2. Soweit sich der Betroffene mit seiner weiteren Beschwerde gegen den vom Landgericht bestätigten Fortbestand der Betreuung wendet, ist sein Rechtsmittel zwar nicht fristgebunden und deshalb nicht allein wegen Zeitablaufs unzulässig. Jedoch hat sich die Hauptsache des Verfahrens, in welchem die landgerichtliche Entscheidung ergangen ist, zwischenzeitlich erledigt. Denn auf den unmittelbar nach Zustellung der Beschwerdeentscheidung gestellten erneuten Überprüfungsantrag des Betroffenen hat das Vormundschaftsgericht am 25.4.2002 die Betreuung samt Einwilligungsvorbehalt ausdrücklich aufrechterhalten. Weiterhin hat es den am 29.11.2003 gestellten Antrag des Betroffenen auf Aufhebung der Betreuung mit Beschluss vom 4.12.2003 zurückgewiesen.

Damit beruht der Fortbestand der Betreuung nicht mehr auf der ursprünglichen Anordnung vom 27.4.2001, welche vom Landgericht am 29.1.2002 bestätigt wurde. Die Hauptsache jenes Beschwerdeverfahrens hat sich mit dem weiteren amtsgerichtlichen Beschluss vom 25.4.2002 erledigt (vgl.
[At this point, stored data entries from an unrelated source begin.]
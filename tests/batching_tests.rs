//! Integration tests for batched parsing of large collections

mod common;

use common::{fixture, init_tracing};
use pretty_assertions::assert_eq;
use proptest::prelude::*;
use std::sync::Arc;
use xmlmapper::{parse_in_groups, AttributeSpec, Error, ParseOptions, ScalarType, Schema, Value};

fn post() -> Arc<Schema> {
    let mut schema = Schema::new("Post");
    schema
        .attribute(AttributeSpec::new("href", ScalarType::String))
        .unwrap()
        .attribute(AttributeSpec::new("hash", ScalarType::String))
        .unwrap()
        .attribute(AttributeSpec::new("description", ScalarType::String))
        .unwrap()
        .attribute(AttributeSpec::new("tag", ScalarType::String))
        .unwrap()
        .attribute(AttributeSpec::new("time", ScalarType::Timestamp))
        .unwrap()
        .attribute(AttributeSpec::new("others", ScalarType::Integer))
        .unwrap()
        .attribute(AttributeSpec::new("extended", ScalarType::String))
        .unwrap();
    schema.build()
}

fn group_sizes(size: usize) -> Vec<usize> {
    let mut sizes = Vec::new();
    let total = post()
        .parse_in_groups(&fixture("posts.xml"), &ParseOptions::new().in_groups_of(size), |group| {
            sizes.push(group.len());
            Ok(())
        })
        .unwrap();
    assert_eq!(total, sizes.iter().sum::<usize>());
    sizes
}

#[test]
fn test_posts_without_groups() {
    init_tracing();
    let posts = post().parse(&fixture("posts.xml")).unwrap();
    assert_eq!(posts.len(), 20);

    let first = &posts.many()[0];
    assert_eq!(first.get("href").and_then(Value::as_str), Some("http://example.com/posts/1"));
    assert_eq!(first.get("others").and_then(Value::as_i64), Some(3));
    assert_eq!(first.get("extended").and_then(Value::as_str), Some(""));
    assert_eq!(
        first.get("time").map(Value::to_text).as_deref(),
        Some("2008-01-01T10:00:00Z")
    );
}

#[test]
fn test_groups_of_six() {
    assert_eq!(group_sizes(6), vec![6, 6, 6, 2]);
}

#[test]
fn test_groups_of_ten() {
    assert_eq!(group_sizes(10), vec![10, 10]);
}

#[test]
fn test_group_larger_than_collection() {
    assert_eq!(group_sizes(50), vec![20]);
}

#[test]
fn test_group_of_zero_is_rejected() {
    let mut delivered = 0;
    let err = post()
        .parse_in_groups(&fixture("posts.xml"), &ParseOptions::new().in_groups_of(0), |group| {
            delivered += group.len();
            Ok(())
        })
        .unwrap_err();
    assert!(matches!(err, Error::Value(_)));
    assert_eq!(delivered, 0);

    let err = post()
        .parse_with(&fixture("posts.xml"), &ParseOptions::new().in_groups_of(0))
        .unwrap_err();
    assert!(matches!(err, Error::Value(_)));
}

#[test]
fn test_groups_arrive_in_document_order() {
    let mut hrefs = Vec::new();
    post()
        .parse_in_groups(&fixture("posts.xml"), &ParseOptions::new().in_groups_of(7), |group| {
            hrefs.extend(group.iter().filter_map(|p| p.get("href").map(Value::to_text)));
            Ok(())
        })
        .unwrap();
    let expected: Vec<_> = (1..=20).map(|i| format!("http://example.com/posts/{}", i)).collect();
    assert_eq!(hrefs, expected);
}

#[test]
fn test_single_request_is_one_group_of_one() {
    let mut groups = Vec::new();
    let total = parse_in_groups(
        &post(),
        fixture("posts.xml").as_str(),
        &ParseOptions::new().single().in_groups_of(5),
        |group| {
            groups.push(group.len());
            Ok(())
        },
    )
    .unwrap();
    assert_eq!(total, 1);
    assert_eq!(groups, vec![1]);
}

#[test]
fn test_sink_errors_stop_the_run() {
    let mut delivered = 0;
    let err = post()
        .parse_in_groups(&fixture("posts.xml"), &ParseOptions::new().in_groups_of(5), |group| {
            delivered += group.len();
            if delivered >= 10 {
                return Err(Error::Resource("sink is full".to_string()));
            }
            Ok(())
        })
        .unwrap_err();
    assert!(matches!(err, Error::Resource(_)));
    assert_eq!(delivered, 10);
}

fn posts_document(count: usize) -> String {
    let posts: String = (0..count)
        .map(|i| format!(r#"<post href="http://example.com/{}" others="{}"/>"#, i, i))
        .collect();
    format!("<posts>{}</posts>", posts)
}

proptest! {
    #[test]
    fn prop_groups_partition_the_collection(count in 0usize..60, size in 1usize..25) {
        let xml = posts_document(count);
        let mut sizes = Vec::new();
        let mut seen = Vec::new();
        let total = post()
            .parse_in_groups(&xml, &ParseOptions::new().in_groups_of(size), |group| {
                sizes.push(group.len());
                seen.extend(group.iter().filter_map(|p| p.get("others").and_then(Value::as_i64)));
                Ok(())
            })
            .unwrap();

        prop_assert_eq!(total, count);
        prop_assert_eq!(sizes.len(), count.div_ceil(size));
        if let Some((last, full)) = sizes.split_last() {
            prop_assert!(full.iter().all(|s| *s == size));
            prop_assert!(*last >= 1 && *last <= size);
        }
        prop_assert_eq!(seen, (0..count as i64).collect::<Vec<_>>());
    }
}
BayObLG FamRZ 1994, 1190 für die Verlängerung einer vorläufigen Betreuung).

Ein erst nach Erledigung der Hauptsache erstmals eingelegtes Rechtsmittel ist unzulässig; es kann nicht auf die Kosten beschränkt werden (BayObLG aaO; Keidel/Kahl FGG 15. Aufl. § 19 Rn. 93 m.w.N).

Der Senat kann auch nicht über den vom Betroffenen hilfsweise gestellten Antrag auf Aufhebung der Betreuung entscheiden, weil außerhalb eines zulässigen Beschwerdeverfahrens allein das Vormundschaftsgericht als zuständige erste Tatsacheninstanz eine derartige Entscheidung treffen kann.